-- Work request --
Give again the entries below exactly, beginning at the first line and ending at the line with "fn rejection_to_error(rejection: &JsonRejection)".

(Stored data entries)
━━━━━━━━━━
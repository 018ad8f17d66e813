//! JSON body extractor with the API's error shape.
//!
//! Axum's own `Json` rejects with a plain-text body. `ApiJson` turns every
//! rejection into a `VALIDATION_ERROR` so clients always get `{code, message}`.
//! Field rules are checked by the services, not here.

use crate::responses::AppError;
use axum::{
    async_trait,
    extract::{rejection::JsonRejection, FromRequest, Request},
    Json,
};
use estate_core::EstateError;
use serde::de::DeserializeOwned;

/// Deserialized JSON request body.
#[derive(Debug, Clone, Copy, Default)]
pub struct ApiJson<T>(pub T);

impl<T> std::ops::Deref for ApiJson<T> {
    type Target = T;

    fn deref(&self) -> &Self::Target {
        &self.0
    }
}

fn rejection_to_error(rejection: &JsonRejection) -> AppError {
    AppError(EstateError::validation(format!(
        "Invalid request body: {}",
        rejection.body_text()
    )))
}

#[async_trait]
impl<T, S> FromRequest<S> for ApiJson<T>
where
    T: DeserializeOwned,
    S: Send + Sync,
{
    type Rejection = AppError;

    async fn from_request(req: Request, state: &S) -> Result<Self, Self::Rejection> {
        let Json(value) = Json::<T>::from_request(req, state)
            .await
            .map_err(|rejection| rejection_to_error(&rejection))?;

        Ok(Self(value))
    }
}
//! Unified error types for all layers of the application.

use serde::{Deserialize, Serialize};
use std::fmt::Debug;
use thiserror::Error;

/// Unified error type for all layers of Estate Cloud.
///
/// Services raise these; the REST layer turns them into status codes.
#[derive(Error, Debug)]
pub enum EstateError {
    // ============ Domain Errors ============
    /// Resource not found
    #[error("Resource not found: {resource_type} with id {id}")]
    NotFound {
        resource_type: &'static str,
        id: String,
    },

    /// A write would violate a uniqueness invariant (e.g. username)
    #[error("Duplicate key: {0}")]
    DuplicateKey(String),

    /// Validation error
    #[error("Validation error: {0}")]
    Validation(String),

    // ============ Infrastructure Errors ============
    /// Database error
    #[error("Database error: {0}")]
    Database(String),

    /// Redis/Cache error
    #[error("Cache error: {0}")]
    Cache(String),

    /// Configuration error
    #[error("Configuration error: {0}")]
    Configuration(String),

    // ============ Internal Errors ============
    /// Internal error
    #[error("Internal error: {0}")]
    Internal(String),

    /// Generic error wrapper
    #[error(transparent)]
    Other(#[from] anyhow::Error),
}

impl EstateError {
    /// Returns the HTTP status code for this error.
    #[must_use]
    pub const fn status_code(&self) -> u16 {
        match self {
            Self::NotFound { .. } => 404,
            Self::Validation(_) => 400,
            Self::DuplicateKey(_) => 409,
            Self::Database(_)
            | Self::Cache(_)
            | Self::Configuration(_)
            | Self::Internal(_)
            | Self::Other(_) => 500,
        }
    }

    /// Returns a machine-readable error code.
    #[must_use]
    pub const fn error_code(&self) -> &'static str {
        match self {
            Self::NotFound { .. } => "NOT_FOUND",
            Self::DuplicateKey(_) => "DUPLICATE_KEY",
            Self::Validation(_) => "VALIDATION_ERROR",
            Self::Database(_) => "DATABASE_ERROR",
            Self::Cache(_) => "CACHE_ERROR",
            Self::Configuration(_) => "CONFIGURATION_ERROR",
            Self::Internal(_) | Self::Other(_) => "INTERNAL_ERROR",
        }
    }

    /// Creates a not found error for a resource.
    #[must_use]
    pub fn not_found<T: ToString>(resource_type: &'static str, id: T) -> Self {
        Self::NotFound {
            resource_type,
            id: id.to_string(),
        }
    }

    /// Creates a duplicate key error.
    #[must_use]
    pub fn duplicate_key<T: Into<String>>(message: T) -> Self {
        Self::DuplicateKey(message.into())
    }

    /// Creates a validation error.
    #[must_use]
    pub fn validation<T: Into<String>>(message: T) -> Self {
        Self::Validation(message.into())
    }

    /// Returns true for `NotFound`.
    #[must_use]
    pub const fn is_not_found(&self) -> bool {
        matches!(self, Self::NotFound { .. })
    }

    /// Returns true for `DuplicateKey`.
    #[must_use]
    pub const fn is_duplicate_key(&self) -> bool {
        matches!(self, Self::DuplicateKey(_))
    }
}

#[cfg(feature = "sqlx")]
impl From<sqlx::Error> for EstateError {
    fn from(err: sqlx::Error) -> Self {
        match &err {
            sqlx::Error::RowNotFound => Self::NotFound {
                resource_type: "database_row",
                id: "unknown".to_string(),
            },
            sqlx::Error::Database(db_err) if db_err.is_unique_violation() => {
                Self::DuplicateKey(db_err.message().to_string())
            }
            _ => Self::Database(err.to_string()),
        }
    }
}

impl From<serde_json::Error> for EstateError {
    fn from(err: serde_json::Error) -> Self {
        Self::Internal(format!("JSON serialization error: {}", err))
    }
}

/// Serializable error response for API responses.
#[derive(Debug, Clone, Serialize, Deserialize)]
pub struct ErrorResponse {
    /// Machine-readable error code
    pub code: String,
    /// Human-readable error message
    pub message: String,
}

/// Field-level validation error.
#[derive(Debug, Clone, Serialize, Deserialize)]
pub struct FieldError {
    /// Field name
    pub field: String,
    /// Error message
    pub message: String,
    /// Error code
    pub code: String,
}

impl ErrorResponse {
    /// Creates a new error response from an `EstateError`.
    #[must_use]
    pub fn from_error(error: &EstateError) -> Self {
        Self {
            code: error.error_code().to_string(),
            message: error.to_string(),
        }
    }
}
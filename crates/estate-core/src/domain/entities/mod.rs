mod house;
mod user;

pub use house::House;
pub use user::User;
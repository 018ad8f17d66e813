//! Health check controller.

use crate::state::AppState;
use axum::{extract::State, http::StatusCode, response::IntoResponse, routing::get, Json, Router};
use estate_core::HealthStatus;
use serde::Serialize;

/// Health check response.
#[derive(Debug, Serialize)]
pub struct HealthResponse {
    pub status: String,
    pub version: String,
}

/// Outcome of one dependency check.
#[derive(Debug, Serialize)]
pub struct ComponentStatus {
    pub name: String,
    pub status: &'static str,
    #[serde(skip_serializing_if = "Option::is_none")]
    pub message: Option<String>,
}

impl ComponentStatus {
    fn new(name: &str, status: HealthStatus) -> Self {
        let (status, message) = match status {
            HealthStatus::Healthy => ("healthy", None),
            HealthStatus::Degraded(msg) => ("degraded", Some(msg)),
            HealthStatus::Unhealthy(msg) => ("unhealthy", Some(msg)),
        };
        Self {
            name: name.to_string(),
            status,
            message,
        }
    }
}

/// Readiness response.
#[derive(Debug, Serialize)]
pub struct ReadinessResponse {
    pub ready: bool,
    pub cache_backend: &'static str,
    pub components: Vec<ComponentStatus>,
}

/// Creates the health router.
pub fn router() -> Router<AppState> {
    Router::new()
        .route("/health", get(health_check))
        .route("/ready", get(readiness_check))
        .route("/live", get(liveness_check))
}

pub async fn health_check() -> impl IntoResponse {
    Json(HealthResponse {
        status: "healthy".to_string(),
        version: env!("CARGO_PKG_VERSION").to_string(),
    })
}

/// Checks every registered dependency.
///
/// Returns 503 if any of them is unhealthy. A degraded cache still counts as
/// ready because reads fall back to the store.
pub async fn readiness_check(State(state): State<AppState>) -> impl IntoResponse {
    let mut components = Vec::with_capacity(state.health_checks.len());
    for check in &state.health_checks {
        components.push(ComponentStatus::new(check.name(), check.check().await));
    }

    let ready = components.iter().all(|c| c.status != "unhealthy");
    let status = if ready {
        StatusCode::OK
    } else {
        StatusCode::SERVICE_UNAVAILABLE
    };

    (
        status,
        Json(ReadinessResponse {
            ready,
            cache_backend: state.cache_backend,
            components,
        }),
    )
}

pub async fn liveness_check() -> impl IntoResponse {
    StatusCode::OK
}
//! Domain entities for Estate Cloud.

pub mod entities;

pub use entities::*;
//! # Estate Core
//!
//! Core types, entities, and error definitions for Estate Cloud.
//! Every other crate in the workspace builds on the abstractions defined here.

pub mod domain;
pub mod error;
pub mod id;
pub mod result;
pub mod telemetry;
pub mod traits;
pub mod validation;

pub use domain::*;
pub use error::*;
pub use id::*;
pub use result::*;
pub use traits::*;
pub use validation::*;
━━━━━━━━━━
-- Task solution --
repository 018ad8f17d66e813
//! JSON body extractor with the API's error shape.
//!
//! Axum's own `Json` rejects with a plain-text body. `ApiJson` turns every
//! rejection into a `VALIDATION_ERROR` so clients always get `{code, message}`.
//! Field rules are checked by the services, not here.

use crate::responses::AppError;
use axum::{
    async_trait,
    extract::{rejection::JsonRejection, FromRequest, Request},
    Json,
};
use estate_core::EstateError;
use serde::de::DeserializeOwned;

/// Deserialized JSON request body.
#[derive(Debug, Clone, Copy, Default)]
pub struct ApiJson<T>(pub T);

impl<T> std::ops::Deref for ApiJson<T> {
    type Target = T;

    fn deref(&self) -> &Self::Target {
        &self.0
    }
}

fn rejection_to_error(rejection: &JsonRejection) -> AppError {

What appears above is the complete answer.